I think they were still shaking their heads as we walked away at 4 and headed back to town on our bikes.
The wind was great the whole time, blowing out of the North, steady 15 kts early and gusting up to 20. In the afternoon, toward the end of our second session, we got a nice sustained 20+ kt wind and we were about two inches away from flying the windward hull. Very fun, thrilling beam reach!
I can see why they are warm-weather boats, however. The water flys around and with the sun mostly hiding behind clouds, Kris was chicken-skinned from head-to-toe for most of our sailing.
I ditched my shirt and I've got a nice red-tint to my skin. Happy for a sunburn on my Willamette Valley winter skin.
We saw a trio of keelboats working West a bit outside of where we were, so we sailed right out to them and gybed onto their line. We passed all three of them in short order. They all had their Key West Race Week placards on their bows and looked to be in the 20' range. Not sure what class/boat-type, though. (Addendum: looks like they were J 80s.)
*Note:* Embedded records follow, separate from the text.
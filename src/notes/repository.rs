//! Note repository
//!
//! Owns the in-memory collections (active notes, trashed notes, the
//! application PIN) and every mutation over them; the sole writer of the
//! persisted records. Constructed once per session via [`NoteRepository::load`].
//!
//! Every mutation persists first and commits to memory only on success,
//! so a failed store write never leaves memory ahead of disk.

use crate::config::{ACTIVE_NOTES_KEY, BACKUP_META_KEY, PIN_KEY, PIN_LENGTH, TRASHED_NOTES_KEY};
use crate::error::{AppError, Result};
use crate::notes::model::{Note, NoteContent, NoteDraft, NotePatch, NoteView};
use crate::notes::retention;
use crate::services::backup;
use crate::storage::KeyValueStore;
use chrono::{DateTime, Utc};
use serde::{Deserialize, Serialize};

/// Metadata about the most recent manual backup
#[derive(Debug, Clone, PartialEq, Serialize, Deserialize)]
#[serde(rename_all = "camelCase")]
pub struct BackupMetadata {
    pub last_backup: DateTime<Utc>,
    pub filename: String,
    pub note_count: usize,
}

/// Repository over a key-value store
pub struct NoteRepository<S: KeyValueStore> {
    store: S,
    active: Vec<Note>,
    trash: Vec<Note>,
    pin: Option<String>,
    backup_meta: Option<BackupMetadata>,
}

impl<S: KeyValueStore> NoteRepository<S> {
    /// Load the persisted collections and run the retention sweep.
    /// The pruned trash is written back only when the sweep removed
    /// something.
    pub async fn load(store: S) -> Result<Self> {
        tracing::info!("Loading note repository");

        let active: Vec<Note> = match store.get(ACTIVE_NOTES_KEY).await? {
            Some(json) => serde_json::from_str(&json)?,
            None => Vec::new(),
        };

        let stored_trash: Vec<Note> = match store.get(TRASHED_NOTES_KEY).await? {
            Some(json) => serde_json::from_str(&json)?,
            None => Vec::new(),
        };

        let (trash, pruned) = retention::sweep_expired(stored_trash, Utc::now());
        if pruned > 0 {
            let json = serde_json::to_string(&trash)?;
            store.set(TRASHED_NOTES_KEY, &json).await?;
        }

        let pin = store.get(PIN_KEY).await?;

        let backup_meta = match store.get(BACKUP_META_KEY).await? {
            Some(json) => Some(serde_json::from_str(&json)?),
            None => None,
        };

        tracing::info!(
            "Repository loaded: {} active, {} trashed",
            active.len(),
            trash.len()
        );

        Ok(Self {
            store,
            active,
            trash,
            pin,
            backup_meta,
        })
    }

    // ===== Reads =====

    /// Live read of a single note, active or trashed.
    pub fn get(&self, id: &str) -> Option<&Note> {
        self.active
            .iter()
            .chain(self.trash.iter())
            .find(|note| note.id == id)
    }

    /// The active collection, most-recent-first.
    pub fn notes(&self) -> &[Note] {
        &self.active
    }

    /// The trashed collection, most-recently-deleted-first.
    pub fn trashed(&self) -> &[Note] {
        &self.trash
    }

    /// Filtered, ordered view over one collection. The query is a
    /// trimmed, case-insensitive substring match on the title and, for
    /// text notes only, the content. Collection order is preserved.
    pub fn list(&self, view: NoteView, query: &str) -> Vec<Note> {
        let source = match view {
            NoteView::Trash => &self.trash,
            _ => &self.active,
        };

        let query = query.trim().to_lowercase();

        source
            .iter()
            .filter(|note| view != NoteView::Favorites || note.is_favorite)
            .filter(|note| {
                if query.is_empty() {
                    return true;
                }
                if note.title.to_lowercase().contains(&query) {
                    return true;
                }
                match &note.content {
                    NoteContent::Text(body) => body.to_lowercase().contains(&query),
                    NoteContent::Checklist(_) => false,
                }
            })
            .cloned()
            .collect()
    }

    // ===== Mutations =====

    /// Create a note from a draft and prepend it to the active
    /// collection. Rejects a private draft while no PIN is set.
    pub async fn create(&mut self, draft: NoteDraft) -> Result<Note> {
        if draft.is_private && self.pin.is_none() {
            return Err(AppError::PinRequired);
        }

        let note = Note::from_draft(draft, Utc::now());
        tracing::info!("Creating note: {}", note.id);

        let mut next = self.active.clone();
        next.insert(0, note.clone());

        self.persist_active(&next).await?;
        self.active = next;

        Ok(note)
    }

    /// Merge patch fields into an existing active note and refresh its
    /// modification date. Same privacy precondition as [`create`](Self::create).
    pub async fn update(&mut self, id: &str, patch: NotePatch) -> Result<Note> {
        if patch.is_private == Some(true) && self.pin.is_none() {
            return Err(AppError::PinRequired);
        }

        let index = self
            .active
            .iter()
            .position(|note| note.id == id)
            .ok_or_else(|| AppError::NoteNotFound(id.to_string()))?;

        let mut patch = patch;
        patch.content = patch.content.map(NoteContent::normalized);

        let mut next = self.active.clone();
        next[index].apply_patch(patch, Utc::now());

        self.persist_active(&next).await?;
        self.active = next;

        tracing::debug!("Updated note: {}", id);
        Ok(self.active[index].clone())
    }

    /// Flip the favorite flag. Not a content change, so the modification
    /// date is untouched. No-op if the id is unknown.
    pub async fn toggle_favorite(&mut self, id: &str) -> Result<()> {
        let Some(index) = self.active.iter().position(|note| note.id == id) else {
            return Ok(());
        };

        let mut next = self.active.clone();
        next[index].is_favorite = !next[index].is_favorite;

        self.persist_active(&next).await?;
        self.active = next;

        Ok(())
    }

    /// Flip the private flag. Requires a PIN to be set. No-op if the id
    /// is unknown.
    pub async fn toggle_private(&mut self, id: &str) -> Result<()> {
        if self.pin.is_none() {
            return Err(AppError::PinRequired);
        }

        let Some(index) = self.active.iter().position(|note| note.id == id) else {
            return Ok(());
        };

        let mut next = self.active.clone();
        next[index].is_private = !next[index].is_private;

        self.persist_active(&next).await?;
        self.active = next;

        Ok(())
    }

    /// Flip one checklist item and refresh the note's modification date.
    /// No-op for text notes, unknown note ids, and unknown item ids.
    pub async fn toggle_checklist_item(&mut self, id: &str, item_id: &str) -> Result<()> {
        let Some(index) = self.active.iter().position(|note| note.id == id) else {
            return Ok(());
        };

        let mut next = self.active.clone();
        let note = &mut next[index];

        let NoteContent::Checklist(items) = &mut note.content else {
            return Ok(());
        };
        let Some(item) = items.iter_mut().find(|item| item.id == item_id) else {
            return Ok(());
        };

        item.is_checked = !item.is_checked;
        note.date = Utc::now();

        self.persist_active(&next).await?;
        self.active = next;

        Ok(())
    }

    /// Move an active note to the trash, stamping `deleted_at`. No-op if
    /// the id is unknown.
    pub async fn move_to_trash(&mut self, id: &str) -> Result<()> {
        let Some(index) = self.active.iter().position(|note| note.id == id) else {
            return Ok(());
        };

        let mut next_active = self.active.clone();
        let mut note = next_active.remove(index);
        note.deleted_at = Some(Utc::now());

        let mut next_trash = self.trash.clone();
        next_trash.insert(0, note);

        // Trash is written before the active list: a failure between the
        // two writes duplicates the note, never drops it.
        self.persist_trash(&next_trash).await?;
        self.persist_active(&next_active).await?;
        self.trash = next_trash;
        self.active = next_active;

        tracing::info!("Moved note to trash: {}", id);
        Ok(())
    }

    /// Move a trashed note back to the active collection, clearing
    /// `deleted_at`. No-op if the id is unknown.
    pub async fn restore(&mut self, id: &str) -> Result<()> {
        let Some(index) = self.trash.iter().position(|note| note.id == id) else {
            return Ok(());
        };

        let mut next_trash = self.trash.clone();
        let mut note = next_trash.remove(index);
        note.deleted_at = None;

        let mut next_active = self.active.clone();
        next_active.insert(0, note);

        // Active list is written before the trash, same duplication-over-loss
        // ordering as move_to_trash.
        self.persist_active(&next_active).await?;
        self.persist_trash(&next_trash).await?;
        self.active = next_active;
        self.trash = next_trash;

        tracing::info!("Restored note: {}", id);
        Ok(())
    }

    /// Permanently remove a trashed note. Irreversible. No-op if the id
    /// is unknown.
    pub async fn purge(&mut self, id: &str) -> Result<()> {
        let Some(index) = self.trash.iter().position(|note| note.id == id) else {
            return Ok(());
        };

        let mut next = self.trash.clone();
        next.remove(index);

        self.persist_trash(&next).await?;
        self.trash = next;

        tracing::info!("Purged note: {}", id);
        Ok(())
    }

    /// Prepend imported notes to the active collection. Returns how many
    /// were added. Existing notes are never touched.
    pub async fn import_merge(&mut self, imported: Vec<Note>) -> Result<usize> {
        let added = imported.len();
        let next = backup::merge(imported, self.active.clone());

        self.persist_active(&next).await?;
        self.active = next;

        tracing::info!("Imported {} note(s)", added);
        Ok(added)
    }

    // ===== PIN =====

    pub fn pin_is_set(&self) -> bool {
        self.pin.is_some()
    }

    pub fn verify_pin(&self, entry: &str) -> bool {
        self.pin.as_deref() == Some(entry)
    }

    /// Set the application PIN: exactly four ASCII digits.
    pub async fn set_pin(&mut self, pin: &str) -> Result<()> {
        if pin.len() != PIN_LENGTH || !pin.chars().all(|c| c.is_ascii_digit()) {
            return Err(AppError::InvalidPin);
        }

        self.store.set(PIN_KEY, pin).await?;
        self.pin = Some(pin.to_string());

        tracing::info!("Application PIN set");
        Ok(())
    }

    // ===== Backup metadata =====

    /// Record a completed manual backup.
    pub async fn record_backup(&mut self, filename: &str, note_count: usize) -> Result<BackupMetadata> {
        let meta = BackupMetadata {
            last_backup: Utc::now(),
            filename: filename.to_string(),
            note_count,
        };

        let json = serde_json::to_string(&meta)?;
        self.store.set(BACKUP_META_KEY, &json).await?;
        self.backup_meta = Some(meta.clone());

        tracing::debug!("Recorded backup: {}", filename);
        Ok(meta)
    }

    pub fn last_backup(&self) -> Option<&BackupMetadata> {
        self.backup_meta.as_ref()
    }

    // ===== Persistence =====

    async fn persist_active(&self, notes: &[Note]) -> Result<()> {
        let json = serde_json::to_string(notes)?;
        self.store.set(ACTIVE_NOTES_KEY, &json).await
    }

    async fn persist_trash(&self, notes: &[Note]) -> Result<()> {
        let json = serde_json::to_string(notes)?;
        self.store.set(TRASHED_NOTES_KEY, &json).await
    }
}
The Hobie is pretty easy to get caught in irons, we found out quickly. Tacking into the wind is a touchy business and we spent a bit of time blaming each other. Me, certain that Kris wasn't working the jib properly through the turn and Kris repeating, "What did you do?" each time we'd heave up and stall.
We gybed okay, however, so tried to approach everything that way. Which must have looked funny when we sailed back to the beach, directly into the wind, and did loops at each of our tacking points. But maybe experienced sailors thought we were just showing off ...
We will probably try it again on Monday and see if we can master the Hobie Cat tack.
We ended the day with a bottle of rum and a game of dominoes in the galley onboard Appledore. Looking forward to sailing on that boat this afternoon.